FILE PHOTO: Office workers cross a street in Sydney, Australia Sept. 4, 2017. Image dated September 4, 2017. REUTERS / Steven Saphore
Statistics released on Wednesday by the Australian Bureau of Statistics showed that gross domestic product (GDP) rose 0.7% in the June quarter. That was a decrease from 1.9% in the March quarter, but it beat the forecast of 0.5% and avoided analysts worst fears of a negative result.
Annual growth was the fastest in recent history at 9.6%, but only because the pandemic caused a sharp drop in the June quarter of last year that fell off the calculation.
That painful pattern replayed as the strict home-stay rules in Sydney, Melbourne and Canberra will shrink the economy 2-3% or more this quarter.
Prime Minister Scott Morrison’s Conservative government is pinning its hopes on a vaccination campaign that is picking up momentum after a weak start.
Current projections suggest the country could reach 70% of vaccinated adults sometime in October, which would allow the rules to be relaxed. Bulk bans could be abandoned altogether at 80%, which is slated for November.

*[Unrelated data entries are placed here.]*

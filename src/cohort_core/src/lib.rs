//! The kernel-facing half of Cohort.
//!
//! This crate describes what the application expects from a real-time
//! kernel: tick-based time ([`time`]), result codes and per-operation error
//! types ([`kernel::error`]), and the kernel service traits
//! ([`kernel::raw`]). It contains no kernel implementation; see
//! `cohort_port_std` for one that runs on a hosted environment.
//!
//! Kernel objects are addressed by plain identifiers (`RawTaskId` and
//! friends) and every service is a method on an explicit kernel object, so
//! an application can hold its kernel in an `Arc` and pass it wherever it's
//! needed instead of reaching for ambient globals.
#![cfg_attr(not(test), no_std)] // Link `std` only when building a test (`cfg(test)`)
#![deny(unsafe_op_in_unsafe_fn)]

extern crate alloc;

pub mod kernel;
pub mod time;

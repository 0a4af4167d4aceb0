//! Runs a task that succeeds immediately.
use std::sync::Arc;

use super::{spawn, Driver, SupportedSystem};

pub fn start<System: SupportedSystem, D: Driver>(kernel: &Arc<System>, driver: Arc<D>) {
    spawn(kernel, "task0", move |kernel| {
        let current = kernel.raw_task_current().unwrap();
        assert_eq!(
            kernel.raw_task_state(current),
            Ok(cohort_core::kernel::TaskState::Active)
        );
        driver.success();
    });
}
// ==========================================
// 扫码生产日报 - 引擎层错误类型
// ==========================================
// 引擎只处理内存快照,无 I/O 失败;
// 唯一的真实失败是分页无法推进（超大分组）
// ==========================================

use crate::config::ConfigError;
use crate::domain::types::Operation;
use std::fmt;
use thiserror::Error;

/// 分组所在的报表区段
#[derive(Debug, Clone, Copy, PartialEq, Eq)]
pub enum ReportSection {
    Packaged, // 已包装
    Process,  // 在制
}

impl fmt::Display for ReportSection {
    fn fmt(&self, f: &mut fmt::Formatter<'_>) -> fmt::Result {
        match self {
            ReportSection::Packaged => write!(f, "PACKAGED"),
            ReportSection::Process => write!(f, "PROCESS"),
        }
    }
}

fn operation_label(operation: &Option<Operation>) -> String {
    operation.map(|op| op.to_string()).unwrap_or_else(|| "-".to_string())
}

/// 报表引擎错误
#[derive(Error, Debug)]
pub enum ReportError {
    /// 单个分组在空白续页上也放不下
    #[error(
        "分组超出单页容量: section={section}, operation={}, article={article}, cost={cost}, budget={budget}",
        operation_label(.operation)
    )]
    OversizedGroup {
        section: ReportSection,
        operation: Option<Operation>,
        article: String,
        cost: u32,
        budget: u32,
    },

    /// 续页未放入任何记录
    #[error("分页无进展: page={page_number}, remaining_packaged={remaining_packaged}, remaining_process={remaining_process}")]
    NoProgress {
        page_number: usize,
        remaining_packaged: usize,
        remaining_process: usize,
    },

    #[error(transparent)]
    Config(#[from] ConfigError),
}
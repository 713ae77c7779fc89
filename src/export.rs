// ==========================================
// 扫码生产日报 - 页描述导出
// ==========================================
// 职责: 将页描述展开为明细行（每页每条记录一行）写出 CSV
// 说明: 版式渲染（PDF 等）与分享不在本模块内
// ==========================================

use crate::config::ReportLayoutConfig;
use crate::domain::article::ArticleCatalog;
use crate::domain::report::ReportPageDescriptor;
use crate::engine::error::ReportSection;
use crate::engine::grouping::GroupingEngine;
use serde::Serialize;
use std::io;
use thiserror::Error;

/// 导出错误
#[derive(Error, Debug)]
pub enum ExportError {
    #[error("CSV 写出失败: {0}")]
    CsvWriteError(String),

    #[error("输出失败: {0}")]
    Io(#[from] io::Error),
}

impl From<csv::Error> for ExportError {
    fn from(err: csv::Error) -> Self {
        ExportError::CsvWriteError(err.to_string())
    }
}

/// 明细行
#[derive(Debug, Serialize)]
struct PageLineRow<'a> {
    page_number: usize,
    total_pages: usize,
    report_date: String,
    section: String,
    operation: &'static str,
    article: &'a str,
    code: &'a str,
    audited: bool,
    piece_count: Option<u32>,
}

/// 写出 CSV（含表头）
///
/// 包装区与在制区的记录均带工序列; 物料名经目录解析
pub fn write_pages_csv<W: io::Write>(
    writer: W,
    pages: &[ReportPageDescriptor],
    articles: &ArticleCatalog,
    config: &ReportLayoutConfig,
) -> Result<usize, ExportError> {
    let grouping = GroupingEngine::new(articles, config);
    let mut csv_writer = csv::WriterBuilder::new().has_headers(true).from_writer(writer);

    let mut rows = 0usize;
    for page in pages {
        let sections = [
            (ReportSection::Packaged, &page.packaged_records),
            (ReportSection::Process, &page.process_records),
        ];
        for (section, records) in sections {
            for record in records.iter() {
                csv_writer.serialize(PageLineRow {
                    page_number: page.page_number,
                    total_pages: page.total_pages,
                    report_date: page.report_date.format("%Y-%m-%d").to_string(),
                    section: section.to_string(),
                    operation: grouping.operation_of(record).to_db_str(),
                    article: grouping.article_name(record),
                    code: &record.code,
                    audited: record.audited,
                    piece_count: record.piece_count,
                })?;
                rows += 1;
            }
        }
    }

    csv_writer.flush()?;
    Ok(rows)
}

#[cfg(test)]
mod tests {
    use super::*;
    use crate::domain::article::Article;
    use crate::domain::record::ScannedCodeRecord;
    use crate::domain::report::{ReportInput, ReportSettings};
    use crate::domain::types::Operation;
    use crate::engine::ReportGenerator;
    use chrono::{NaiveDate, TimeZone, Utc};

    #[test]
    fn test_write_pages_csv_rows() {
        let at = Utc.with_ymd_and_hms(2026, 3, 2, 8, 0, 0).unwrap();
        let widget = Article::new("Widget");

        let mut packaged = ScannedCodeRecord::new("P-1", at);
        packaged.article_id = Some(widget.id);
        packaged.append_operation(Operation::Packaging, at);

        let mut in_process = ScannedCodeRecord::new("T-1", at);
        in_process.append_operation(Operation::Testing, at);
        in_process.record_audit(4, at);

        let input = ReportInput::from_records(
            vec![packaged, in_process],
            ArticleCatalog::from(vec![widget]),
            NaiveDate::from_ymd_opt(2026, 3, 2).unwrap(),
            ReportSettings::default(),
        );
        let generator = ReportGenerator::default();
        let pages = generator.generate(&input).unwrap();

        let mut out = Vec::new();
        let rows = write_pages_csv(&mut out, &pages, &input.articles, generator.config()).unwrap();
        let text = String::from_utf8(out).unwrap();

        assert_eq!(rows, 2);
        let lines: Vec<&str> = text.lines().collect();
        assert_eq!(
            lines[0],
            "page_number,total_pages,report_date,section,operation,article,code,audited,piece_count"
        );
        assert_eq!(lines[1], "1,1,2026-03-02,PACKAGED,PACKAGING,Widget,P-1,false,");
        assert_eq!(lines[2], "1,1,2026-03-02,PROCESS,TESTING,Unassigned,T-1,true,4");
    }
}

“Assuming vaccination rollout continues at its current pace, the eastern states are likely to reopen in the December quarter and this will allow the economy to recover,” said Sarah Hunter, chief Australia Economist at BIS Oxford Economics.
“But the transition to a new COVID normal where there are persistent cases in the community will make some people wary and the recovery will extend to 2022 this time around.”
The Reserve Bank of Australia (RBA) expects a quick rebound once restrictions ease, although the proliferation of the Delta variant makes their latest growth forecasts optimistic.
The central bank is now under pressure to postpone the tapering of its bond-buying program planned for this month and is unlikely to hike rates from a record low of 0.1% until at least 2023.
June quarter numbers showed strength in consumer and government spending, housing and corporate investment, although much of this was offset by pressures from net exports and inventory levels.
On the plus side, nominal GDP for the year hit a record $ 2.07 trillion ($ 1.51 trillion), making it the eleventh largest economy in the world. Production was A $ 80,432 for each of Australia’s 25.6 million residents.
This outperformance was largely due to the super-high prices for many of the country’s commodity exports, which increased its terms of trade by a massive 7.0% in the quarter and 24% over the year.
The cash flood boosted corporate profits, tax revenues and employment, helping to boost national income, and hence nominal GDP, a robust 3.2% for the quarter.
The household saving rate eased somewhat to 9.7%, but purchasing power was supported by a boom in property prices, which even appears to be impervious to the spread of Delta.